Items from a dataset
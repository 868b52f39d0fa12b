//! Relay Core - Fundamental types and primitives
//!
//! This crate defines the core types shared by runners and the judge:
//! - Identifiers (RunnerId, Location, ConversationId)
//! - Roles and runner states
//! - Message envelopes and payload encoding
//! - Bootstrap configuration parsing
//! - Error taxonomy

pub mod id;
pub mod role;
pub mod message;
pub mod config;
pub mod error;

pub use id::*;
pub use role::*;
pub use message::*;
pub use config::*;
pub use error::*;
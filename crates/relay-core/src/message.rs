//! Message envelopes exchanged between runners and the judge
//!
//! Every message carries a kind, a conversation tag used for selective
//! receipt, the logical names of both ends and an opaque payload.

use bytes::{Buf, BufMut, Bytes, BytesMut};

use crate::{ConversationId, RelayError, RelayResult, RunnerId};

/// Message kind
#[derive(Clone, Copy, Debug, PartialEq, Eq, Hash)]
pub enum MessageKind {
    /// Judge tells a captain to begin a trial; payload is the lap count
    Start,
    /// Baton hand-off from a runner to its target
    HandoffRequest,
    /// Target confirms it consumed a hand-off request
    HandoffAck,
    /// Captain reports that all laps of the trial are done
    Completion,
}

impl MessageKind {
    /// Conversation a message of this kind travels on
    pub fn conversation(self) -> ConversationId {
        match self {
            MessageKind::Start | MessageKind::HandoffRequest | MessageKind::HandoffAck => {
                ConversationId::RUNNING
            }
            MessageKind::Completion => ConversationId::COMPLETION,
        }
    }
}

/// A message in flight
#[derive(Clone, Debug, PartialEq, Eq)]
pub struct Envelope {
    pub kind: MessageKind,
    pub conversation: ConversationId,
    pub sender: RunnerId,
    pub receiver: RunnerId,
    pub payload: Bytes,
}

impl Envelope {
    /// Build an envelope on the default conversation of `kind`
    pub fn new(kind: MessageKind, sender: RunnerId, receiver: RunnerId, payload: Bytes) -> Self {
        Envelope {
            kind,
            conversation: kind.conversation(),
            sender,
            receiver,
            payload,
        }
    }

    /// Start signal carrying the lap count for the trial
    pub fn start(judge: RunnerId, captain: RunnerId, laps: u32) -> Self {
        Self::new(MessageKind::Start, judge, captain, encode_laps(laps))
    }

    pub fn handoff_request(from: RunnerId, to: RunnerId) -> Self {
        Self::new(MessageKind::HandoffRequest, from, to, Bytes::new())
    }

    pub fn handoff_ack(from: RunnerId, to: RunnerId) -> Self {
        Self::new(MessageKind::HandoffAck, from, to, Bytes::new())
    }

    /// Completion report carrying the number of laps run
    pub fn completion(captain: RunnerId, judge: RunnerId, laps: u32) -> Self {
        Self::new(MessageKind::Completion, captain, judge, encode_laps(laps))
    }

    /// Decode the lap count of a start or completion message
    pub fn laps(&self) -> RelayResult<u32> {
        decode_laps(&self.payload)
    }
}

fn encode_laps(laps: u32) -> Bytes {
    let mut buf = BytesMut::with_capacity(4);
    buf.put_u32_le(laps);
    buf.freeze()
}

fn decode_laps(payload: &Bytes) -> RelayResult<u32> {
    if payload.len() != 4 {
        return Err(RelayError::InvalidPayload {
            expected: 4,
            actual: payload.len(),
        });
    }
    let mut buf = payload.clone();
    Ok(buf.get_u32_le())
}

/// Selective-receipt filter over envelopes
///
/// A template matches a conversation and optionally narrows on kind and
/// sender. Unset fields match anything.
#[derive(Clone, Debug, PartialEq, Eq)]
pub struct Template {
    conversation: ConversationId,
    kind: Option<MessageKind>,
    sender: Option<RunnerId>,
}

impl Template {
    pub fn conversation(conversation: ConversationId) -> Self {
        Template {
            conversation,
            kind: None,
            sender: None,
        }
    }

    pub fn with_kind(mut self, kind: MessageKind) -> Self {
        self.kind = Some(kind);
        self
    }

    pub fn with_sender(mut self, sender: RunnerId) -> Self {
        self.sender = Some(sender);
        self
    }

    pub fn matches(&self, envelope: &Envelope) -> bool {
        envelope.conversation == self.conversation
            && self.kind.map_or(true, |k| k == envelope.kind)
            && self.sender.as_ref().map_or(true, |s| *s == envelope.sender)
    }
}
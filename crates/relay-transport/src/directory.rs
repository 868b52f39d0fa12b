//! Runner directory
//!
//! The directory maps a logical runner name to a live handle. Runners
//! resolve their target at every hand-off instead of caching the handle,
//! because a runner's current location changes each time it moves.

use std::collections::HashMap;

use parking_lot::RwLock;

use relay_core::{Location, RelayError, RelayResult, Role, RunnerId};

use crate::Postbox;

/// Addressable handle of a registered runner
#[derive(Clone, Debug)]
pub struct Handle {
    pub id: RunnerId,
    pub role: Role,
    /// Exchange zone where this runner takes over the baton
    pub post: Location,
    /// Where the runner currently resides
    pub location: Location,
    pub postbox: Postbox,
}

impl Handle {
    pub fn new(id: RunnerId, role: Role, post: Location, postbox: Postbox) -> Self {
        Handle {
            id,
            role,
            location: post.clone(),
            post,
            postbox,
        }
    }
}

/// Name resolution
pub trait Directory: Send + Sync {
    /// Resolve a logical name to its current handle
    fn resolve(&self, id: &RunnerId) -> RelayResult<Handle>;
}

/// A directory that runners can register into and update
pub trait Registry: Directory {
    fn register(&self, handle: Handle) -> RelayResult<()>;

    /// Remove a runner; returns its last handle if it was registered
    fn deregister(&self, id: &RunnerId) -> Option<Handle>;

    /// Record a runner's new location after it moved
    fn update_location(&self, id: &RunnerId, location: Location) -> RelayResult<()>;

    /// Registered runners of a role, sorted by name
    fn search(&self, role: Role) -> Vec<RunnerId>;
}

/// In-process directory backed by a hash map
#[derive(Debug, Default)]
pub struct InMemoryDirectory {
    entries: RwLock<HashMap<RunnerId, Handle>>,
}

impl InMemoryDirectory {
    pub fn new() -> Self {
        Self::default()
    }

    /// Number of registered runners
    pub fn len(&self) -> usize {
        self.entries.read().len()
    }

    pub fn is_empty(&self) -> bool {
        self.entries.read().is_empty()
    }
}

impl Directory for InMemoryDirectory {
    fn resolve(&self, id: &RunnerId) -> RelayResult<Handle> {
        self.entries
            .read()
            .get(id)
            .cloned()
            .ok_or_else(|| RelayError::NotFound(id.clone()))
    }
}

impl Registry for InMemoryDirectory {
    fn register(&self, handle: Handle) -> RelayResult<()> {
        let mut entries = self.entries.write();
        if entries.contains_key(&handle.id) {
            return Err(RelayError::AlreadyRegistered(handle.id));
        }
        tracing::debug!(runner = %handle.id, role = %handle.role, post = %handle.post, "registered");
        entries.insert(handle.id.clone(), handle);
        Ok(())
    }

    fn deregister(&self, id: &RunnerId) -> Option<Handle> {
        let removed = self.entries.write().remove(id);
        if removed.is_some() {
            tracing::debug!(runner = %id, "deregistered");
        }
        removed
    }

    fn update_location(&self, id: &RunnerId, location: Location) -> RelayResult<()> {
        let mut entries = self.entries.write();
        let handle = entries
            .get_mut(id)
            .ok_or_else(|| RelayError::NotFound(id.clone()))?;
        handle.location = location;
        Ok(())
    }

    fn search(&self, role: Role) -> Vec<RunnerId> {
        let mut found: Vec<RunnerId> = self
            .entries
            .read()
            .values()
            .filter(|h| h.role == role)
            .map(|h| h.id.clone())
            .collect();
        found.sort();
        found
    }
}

▶ _WHAT YOU HAVE TO DO_
Your response must repeat the entries above exactly, in full.

▶ _SOLUTION FOR THIS EXERCISE_
repository 868b52f39d0fa12b
//! Relay Core - Fundamental types and primitives
//!
//! This crate defines the core types shared by runners and the judge:
//! - Identifiers (RunnerId, Location, ConversationId)
//! - Roles and runner states
//! - Message envelopes and payload encoding
//! - Bootstrap configuration parsing
//! - Error taxonomy

pub mod id;
pub mod role;
pub mod message;
pub mod config;
pub mod error;

pub use id::*;
pub use role::*;
pub use message::*;
pub use config::*;
pub use error::*;
filename crates/relay-core/src/message.rs
//! Message envelopes exchanged between runners and the judge
//!
//! Every message carries a kind, a conversation tag used for selective
//! receipt, the logical names of both ends and an opaque payload.

use bytes::{Buf, BufMut, Bytes, BytesMut};

use crate::{ConversationId, RelayError, RelayResult, RunnerId};

/// Message kind
#[derive(Clone, Copy, Debug, PartialEq, Eq, Hash)]
pub enum MessageKind {
    /// Judge tells a captain to begin a trial; payload is the lap count
    Start,
    /// Baton hand-off from a runner to its target
    HandoffRequest,
    /// Target confirms it consumed a hand-off request
    HandoffAck,
    /// Captain reports that all laps of the trial are done
    Completion,
}

impl MessageKind {
    /// Conversation a message of this kind travels on
    pub fn conversation(self) -> ConversationId {
        match self {
            MessageKind::Start | MessageKind::HandoffRequest | MessageKind::HandoffAck => {
                ConversationId::RUNNING
            }
            MessageKind::Completion => ConversationId::COMPLETION,
        }
    }
}

/// A message in flight
#[derive(Clone, Debug, PartialEq, Eq)]
pub struct Envelope {
    pub kind: MessageKind,
    pub conversation: ConversationId,
    pub sender: RunnerId,
    pub receiver: RunnerId,
    pub payload: Bytes,
}

impl Envelope {
    /// Build an envelope on the default conversation of `kind`
    pub fn new(kind: MessageKind, sender: RunnerId, receiver: RunnerId, payload: Bytes) -> Self {
        Envelope {
            kind,
            conversation: kind.conversation(),
            sender,
            receiver,
            payload,
        }
    }

    /// Start signal carrying the lap count for the trial
    pub fn start(judge: RunnerId, captain: RunnerId, laps: u32) -> Self {
        Self::new(MessageKind::Start, judge, captain, encode_laps(laps))
    }

    pub fn handoff_request(from: RunnerId, to: RunnerId) -> Self {
        Self::new(MessageKind::HandoffRequest, from, to, Bytes::new())
    }

    pub fn handoff_ack(from: RunnerId, to: RunnerId) -> Self {
        Self::new(MessageKind::HandoffAck, from, to, Bytes::new())
    }

    /// Completion report carrying the number of laps run
    pub fn completion(captain: RunnerId, judge: RunnerId, laps: u32) -> Self {
        Self::new(MessageKind::Completion, captain, judge, encode_laps(laps))
    }

    /// Decode the lap count of a start or completion message
    pub fn laps(&self) -> RelayResult<u32> {
        decode_laps(&self.payload)
    }
}

fn encode_laps(laps: u32) -> Bytes {
    let mut buf = BytesMut::with_capacity(4);
    buf.put_u32_le(laps);
    buf.freeze()
}

fn decode_laps(payload: &Bytes) -> RelayResult<u32> {
    if payload.len() != 4 {
        return Err(RelayError::InvalidPayload {
            expected: 4,
            actual: payload.len(),
        });
    }
    let mut buf = payload.clone();
    Ok(buf.get_u32_le())
}

/// Selective-receipt filter over envelopes
///
/// A template matches a conversation and optionally narrows on kind and
/// sender. Unset fields match anything.
#[derive(Clone, Debug, PartialEq, Eq)]
pub struct Template {
    conversation: ConversationId,
    kind: Option<MessageKind>,
    sender: Option<RunnerId>,
}

impl Template {
    pub fn conversation(conversation: ConversationId) -> Self {
        Template {
            conversation,
            kind: None,
            sender: None,
        }
    }

    pub fn with_kind(mut self, kind: MessageKind) -> Self {
        self.kind = Some(kind);
        self
    }

    pub fn with_sender(mut self, sender: RunnerId) -> Self {
        self.sender = Some(sender);
        self
    }

    pub fn matches(&self, envelope: &Envelope) -> bool {
        envelope.conversation == self.conversation
            && self.kind.map_or(true, |k| k == envelope.kind)
            && self.sender.as_ref().map_or(true, |s| *s == envelope.sender)
    }
}
filename crates/relay-transport/src/directory.rs
repository 868b52f39d0fa12b
//! Runner directory
//!
//! The directory maps a logical runner name to a live handle. Runners
//! resolve their target at every hand-off instead of caching the handle,
//! because a runner's current location changes each time it moves.

use std::collections::HashMap;

use parking_lot::RwLock;

use relay_core::{Location, RelayError, RelayResult, Role, RunnerId};

use crate::Postbox;

/// Addressable handle of a registered runner
#[derive(Clone, Debug)]
pub struct Handle {
    pub id: RunnerId,
    pub role: Role,
    /// Exchange zone where this runner takes over the baton
    pub post: Location,
    /// Where the runner currently resides
    pub location: Location,
    pub postbox: Postbox,
}

impl Handle {
    pub fn new(id: RunnerId, role: Role, post: Location, postbox: Postbox) -> Self {
        Handle {
            id,
            role,
            location: post.clone(),
            post,
            postbox,
        }
    }
}

/// Name resolution
pub trait Directory: Send + Sync {
    /// Resolve a logical name to its current handle
    fn resolve(&self, id: &RunnerId) -> RelayResult<Handle>;
}

/// A directory that runners can register into and update
pub trait Registry: Directory {
    fn register(&self, handle: Handle) -> RelayResult<()>;

    /// Remove a runner; returns its last handle if it was registered
    fn deregister(&self, id: &RunnerId) -> Option<Handle>;

    /// Record a runner's new location after it moved
    fn update_location(&self, id: &RunnerId, location: Location) -> RelayResult<()>;

    /// Registered runners of a role, sorted by name
    fn search(&self, role: Role) -> Vec<RunnerId>;
}

/// In-process directory backed by a hash map
#[derive(Debug, Default)]
pub struct InMemoryDirectory {
    entries: RwLock<HashMap<RunnerId, Handle>>,
}

impl InMemoryDirectory {
    pub fn new() -> Self {
        Self::default()
    }

    /// Number of registered runners
    pub fn len(&self) -> usize {
        self.entries.read().len()
    }

    pub fn is_empty(&self) -> bool {
        self.entries.read().is_empty()
    }
}

impl Directory for InMemoryDirectory {
    fn resolve(&self, id: &RunnerId) -> RelayResult<Handle> {
        self.entries
            .read()
            .get(id)
            .cloned()
            .ok_or_else(|| RelayError::NotFound(id.clone()))
    }
}

impl Registry for InMemoryDirectory {
    fn register(&self, handle: Handle) -> RelayResult<()> {
        let mut entries = self.entries.write();
        if entries.contains_key(&handle.id) {
            return Err(RelayError::AlreadyRegistered(handle.id));
        }
        tracing::debug!(runner = %handle.id, role = %handle.role, post = %handle.post, "registered");
        entries.insert(handle.id.clone(), handle);
        Ok(())
    }

    fn deregister(&self, id: &RunnerId) -> Option<Handle> {
        let removed = self.entries.write().remove(id);
        if removed.is_some() {
            tracing::debug!(runner = %id, "deregistered");
        }
        removed
    }

    fn update_location(&self, id: &RunnerId, location: Location) -> RelayResult<()> {
        let mut entries = self.entries.write();
        let handle = entries
            .get_mut(id)
            .ok_or_else(|| RelayError::NotFound(id.clone()))?;
        handle.location = location;
        Ok(())
    }

    fn search(&self, role: Role) -> Vec<RunnerId> {
        let mut found: Vec<RunnerId> = self
            .entries
            .read()
            .values()
            .filter(|h| h.role == role)
            .map(|h| h.id.clone())
            .collect();
        found.sort();
        found
    }
}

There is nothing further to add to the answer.